CONSTITUTION DU 4 OCTOBRE 1958

QUATORZIÈME LÉGISLATURE

Enregistré à la Présidence de l’Assemblée nationale le 11 février 2015.

PROPOSITION DE LOI

visant à lutter contre les comportements irrespectueux
des valeurs fondamentales de la République à l’école,

(Renvoyé à la commission des affaires culturelles et de l’éducation, à défaut de constitution
d’une commission spéciale dans les délais prévus par les articles 30 et 31 du Règlement.)

présentée par Mesdames et Messieurs

Éric CIOTTI, Philipe GOUJON, Guillaume LARRIVÉ, Philippe GOSSELIN, Jean-Pierre DECOOL, Alain MOYNE-BRESSAND, Franck GILARD, Annie GENEVARD, Véronique LOUWAGIE, Lucien DEGAUCHY, Denis JACQUAT, Michel HERBILLON, Valérie LACROUTE, Alain MARTY, Michel VOISIN, Lionnel LUCA, Camille de ROCCA SERRA, Marie-Louise FORT, Virginie DUBY-MULLER, Bernard REYNÈS, Sylvain BERRIOS, Jean-Jacques GUILLET, Laurent FURST, Patrick HETZEL, Marc-Philippe DAUBRESSE, David DOUILLET, Claude GOASGUEN, Étienne BLANC, Arlette GROSSKOST, Jacques Alain BÉNISTI, Jean-Claude MATHIS, Fernand SIRÉ, Jean-Pierre DOOR, Julien AUBERT, Paul SALEN, Valérie BOYER, Didier QUENTIN, Élie ABOUD, Jean-Claude GUIBAL, Édouard COURTIAL, Philippe COCHET, Patrice MARTIN-LALANDE, Bernard GÉRARD, Alain MARLEIX, Patrice VERCHÈRE, Guy GEOFFROY, Thierry MARIANI, Jean-Luc REITZER, Bérengère POLETTI, Daniel FASQUELLE, Marcel BONNOT, Luc CHATEL, Dominique DORD, Bernard PERRUT, Guy TEISSIER, Georges FENECH et Michel SORDI,

députés.


EXPOSÉ DES MOTIFS

Mesdames, Messieurs,

Lors de la minute de silence en hommage aux victimes des attentats terroristes, plus de 200 incidents dans les établissements scolaires auraient été signalés au ministère de l’éducation nationale.

Cette situation est inacceptable. Il est indispensable que le cadre scolaire soit le lieu privilégié au sein duquel les jeunes apprennent à respecter les valeurs fondamentales de la République.

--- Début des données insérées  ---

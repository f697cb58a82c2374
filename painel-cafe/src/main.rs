//! Análise Climática para Cultivo de Café no Brasil
//!
//! Single-page dashboard: pick one of the 27 federative units, see its
//! trailing-30-day temperature and humidity aggregates and time series,
//! then a national choropleth of mean temperature on the coffee
//! suitability scale.
//!
//! Data flow:
//! 1. On mount, the state boundary GeoJSON is fetched once and memoized in
//!    a signal for the app lifetime.
//! 2. When the user selects an estado, its daily aggregates are fetched
//!    from Open-Meteo and shown as metric panels and two line charts.
//! 3. The same selection then triggers the national fan-out: one request
//!    per estado, strictly sequential, averaged and joined onto the
//!    boundary polygons for the choropleth. Nothing from the fan-out is
//!    cached; every selection change repeats all 27 requests.

use cafe_chart_ui::components::{
    ChartContainer, ChartHeader, ErrorDisplay, EstadoSelector, LoadingSpinner, MetricPanel,
};
use cafe_chart_ui::js_bridge;
use cafe_chart_ui::state::{AppState, PLACEHOLDER};
use cafe_meteo::client::MeteoClient;
use cafe_meteo::series::{humidity_series, temperature_series};
use cafe_meteo::stats::{format_celsius, format_percent, ClimateSummary};
use cafe_meteo::suitability::{CAPTION, SCALE_MAX, SCALE_MIN};
use cafe_meteo::window::{FetchWindow, WINDOW_DAYS};
use chrono::Local;
use dioxus::prelude::*;

/// Chart container DOM element IDs used by D3.js to render into.
const CHART_TEMP_ID: &str = "temperatura-chart";
const CHART_HUMIDITY_ID: &str = "umidade-chart";
const MAP_ID: &str = "mapa-temperatura";

fn main() {
    dioxus_logger::init(dioxus_logger::tracing::Level::INFO).expect("failed to init logger");
    dioxus::LaunchBuilder::new()
        .with_cfg(dioxus::web::Config::new().rootname("painel-cafe-root"))
        .launch(App);
}

#[component]
fn App() -> Element {
    let mut state = use_context_provider(AppState::new);

    // Fetch the boundary polygons once on mount; the signal is the
    // process-lifetime cache (a restart is the only invalidation).
    use_effect(move || {
        spawn(async move {
            let client = reqwest::Client::new();
            match cafe_geo::fetch_geo(&client).await {
                Ok(geo) => {
                    log::info!("Loaded {} boundary features", geo.len());
                    state.geo.set(Some(geo));
                }
                Err(e) => {
                    log::error!("Boundary fetch failed: {}", e);
                    state
                        .error_msg
                        .set(Some(format!("Falha ao carregar o mapa do Brasil: {}", e)));
                }
            }
        });
    });

    // Re-run the fetch pipeline whenever the selection changes.
    use_effect(move || {
        let selected = (state.selected_estado)();
        if selected == PLACEHOLDER {
            state.daily.set(None);
            state.summaries.set(None);
            state.error_msg.set(None);
            state.loading.set(false);
            js_bridge::destroy_chart(CHART_TEMP_ID);
            js_bridge::destroy_chart(CHART_HUMIDITY_ID);
            js_bridge::destroy_chart(MAP_ID);
            return;
        }

        let estados = state.estados.read().clone();
        let Some(estado) = estados.iter().find(|e| e.name == selected).cloned() else {
            state
                .error_msg
                .set(Some(format!("Estado desconhecido: {}", selected)));
            return;
        };

        spawn(async move {
            state.loading.set(true);
            state.error_msg.set(None);
            state.daily.set(None);
            state.summaries.set(None);

            let client = MeteoClient::new();
            let window = FetchWindow::trailing(Local::now().date_naive(), WINDOW_DAYS);

            // Selected estado first: metrics and the two time-series charts.
            match client.fetch_estado(&estado, window).await {
                Ok(daily) => state.daily.set(Some(daily)),
                Err(e) => {
                    log::error!("Daily fetch failed for {}: {}", estado.name, e);
                    state
                        .error_msg
                        .set(Some(format!("Falha ao obter dados climáticos: {}", e)));
                    state.loading.set(false);
                    return;
                }
            }

            // Then the national fan-out for the map.
            match client.fetch_all_summaries(&estados, window).await {
                Ok(summaries) => state.summaries.set(Some(summaries)),
                Err(e) => {
                    log::error!("National fan-out failed: {}", e);
                    state
                        .error_msg
                        .set(Some(format!("Falha ao obter dados do mapa: {}", e)));
                }
            }
            state.loading.set(false);
        });
    });

    // Render the two time-series charts whenever daily data lands.
    use_effect(move || {
        let Some(daily) = state.daily.read().clone() else {
            return;
        };
        if daily.is_empty() {
            return;
        }

        js_bridge::init_charts();

        let temp_json = serde_json::to_string(&temperature_series(&daily)).unwrap_or_default();
        let temp_config = serde_json::to_string(&serde_json::json!({
            "title": "Temperatura (°C)",
            "xAxisLabel": "Data",
            "yAxisLabel": "Temperatura",
            "seriesColors": {
                "Média": "#1565C0",
                "Máxima": "#C62828",
                "Mínima": "#2E7D32",
            },
        }))
        .unwrap_or_default();
        js_bridge::render_multi_line_chart(CHART_TEMP_ID, &temp_json, &temp_config);

        let humidity_json = serde_json::to_string(&humidity_series(&daily)).unwrap_or_default();
        let humidity_config = serde_json::to_string(&serde_json::json!({
            "title": "Umidade (%)",
            "xAxisLabel": "Data",
            "yAxisLabel": "Umidade",
            "seriesColors": {
                "Média": "#1565C0",
                "Máxima": "#C62828",
                "Mínima": "#2E7D32",
            },
        }))
        .unwrap_or_default();
        js_bridge::render_multi_line_chart(CHART_HUMIDITY_ID, &humidity_json, &humidity_config);
    });

    // Render the choropleth once both the fan-out and the boundaries exist.
    use_effect(move || {
        let Some(summaries) = state.summaries.read().clone() else {
            return;
        };
        let Some(geo) = state.geo.read().clone() else {
            return;
        };

        let mut joined = geo;
        joined.attach_mean_temperatures(&summaries);

        let markers: Vec<serde_json::Value> = state
            .estados
            .read()
            .iter()
            .map(|e| serde_json::json!({"lat": e.latitude, "lon": e.longitude}))
            .collect();
        let config = serde_json::to_string(&serde_json::json!({
            "valueProperty": cafe_geo::TEMP_PROPERTY,
            "nameProperty": cafe_geo::NAME_PROPERTY,
            "domain": [SCALE_MIN, SCALE_MAX],
            "legendTitle": "Temperatura (°C)",
            "caption": CAPTION,
            "markers": markers,
        }))
        .unwrap_or_default();

        js_bridge::init_charts();
        js_bridge::render_choropleth_map(MAP_ID, &joined.to_json(), &config);
    });

    let selected = (state.selected_estado)();
    let summary = state
        .daily
        .read()
        .as_deref()
        .map(ClimateSummary::from_daily);

    rsx! {
        div {
            style: "padding: 16px; max-width: 960px; margin: 0 auto; font-family: -apple-system, BlinkMacSystemFont, 'Segoe UI', Roboto, sans-serif;",

            h2 {
                style: "margin: 0 0 12px 0;",
                "Análise Climática para Cultivo de Café no Brasil"
            }

            EstadoSelector {}

            if let Some(err) = (state.error_msg)() {
                ErrorDisplay { message: err }
            } else if selected != PLACEHOLDER {
                if let Some(summary) = summary {
                    ChartHeader {
                        title: format!("Dados Climáticos de {} (Últimos 30 dias)", selected),
                    }
                    div {
                        style: "display: flex; gap: 24px;",
                        div {
                            style: "flex: 1;",
                            MetricPanel { label: "Temperatura Média".to_string(), value: format_celsius(summary.temp_mean) }
                            MetricPanel { label: "Temperatura Máxima".to_string(), value: format_celsius(summary.temp_max) }
                            MetricPanel { label: "Temperatura Mínima".to_string(), value: format_celsius(summary.temp_min) }
                        }
                        div {
                            style: "flex: 1;",
                            MetricPanel { label: "Umidade Média".to_string(), value: format_percent(summary.humidity_mean) }
                            MetricPanel { label: "Umidade Máxima".to_string(), value: format_percent(summary.humidity_max) }
                            MetricPanel { label: "Umidade Mínima".to_string(), value: format_percent(summary.humidity_min) }
                        }
                    }

                    ChartContainer {
                        id: CHART_TEMP_ID.to_string(),
                        min_height: 380,
                    }
                    ChartContainer {
                        id: CHART_HUMIDITY_ID.to_string(),
                        min_height: 380,
                    }

                    ChartHeader {
                        title: "Mapa Geográfico Com a Temperatura Média por Estado".to_string(),
                        subtitle: "Uma requisição por estado a cada seleção; a montagem do mapa aguarda as 27 respostas.".to_string(),
                    }
                    ChartContainer {
                        id: MAP_ID.to_string(),
                        loading: (state.loading)() && state.summaries.read().is_none(),
                        min_height: 540,
                    }
                } else {
                    LoadingSpinner {}
                }
            }
        }
    }
}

La réaction de ces jeunes ne peut donc être ignorée car elle témoigne non seulement d’une défiance à l’égard des valeurs et des symboles de la République mais elle traduit également des failles majeures de l’autorité parentale. En outre, les actes de ces enfants reflètent parfois des propos et attitudes de leurs parents.

C’est pourquoi, la présente proposition de loi propose de rétablir le contrat de responsabilité parentale supprimé en janvier 2013 par le gouvernement. Ce contrat aura pour objectif de rappeler aux parents qu’il est de leur devoir d’exercer effectivement l’autorité parentale dont ils ne sauraient se désengager.

La proposition de loi instaure un dispositif contractuel équilibré et gradué d’accompagnement des parents d’enfants dont le comportement perturbateur aura été signalé par l’Éducation nationale au président du Conseil général en charge de la protection de l’enfance. Ce dispositif pourrait aller jusqu’à la suspension ou la suppression des allocations familiales en cas de refus manifestes et réitérés de la part des parents de faire respecter les valeurs de la République par leurs enfants.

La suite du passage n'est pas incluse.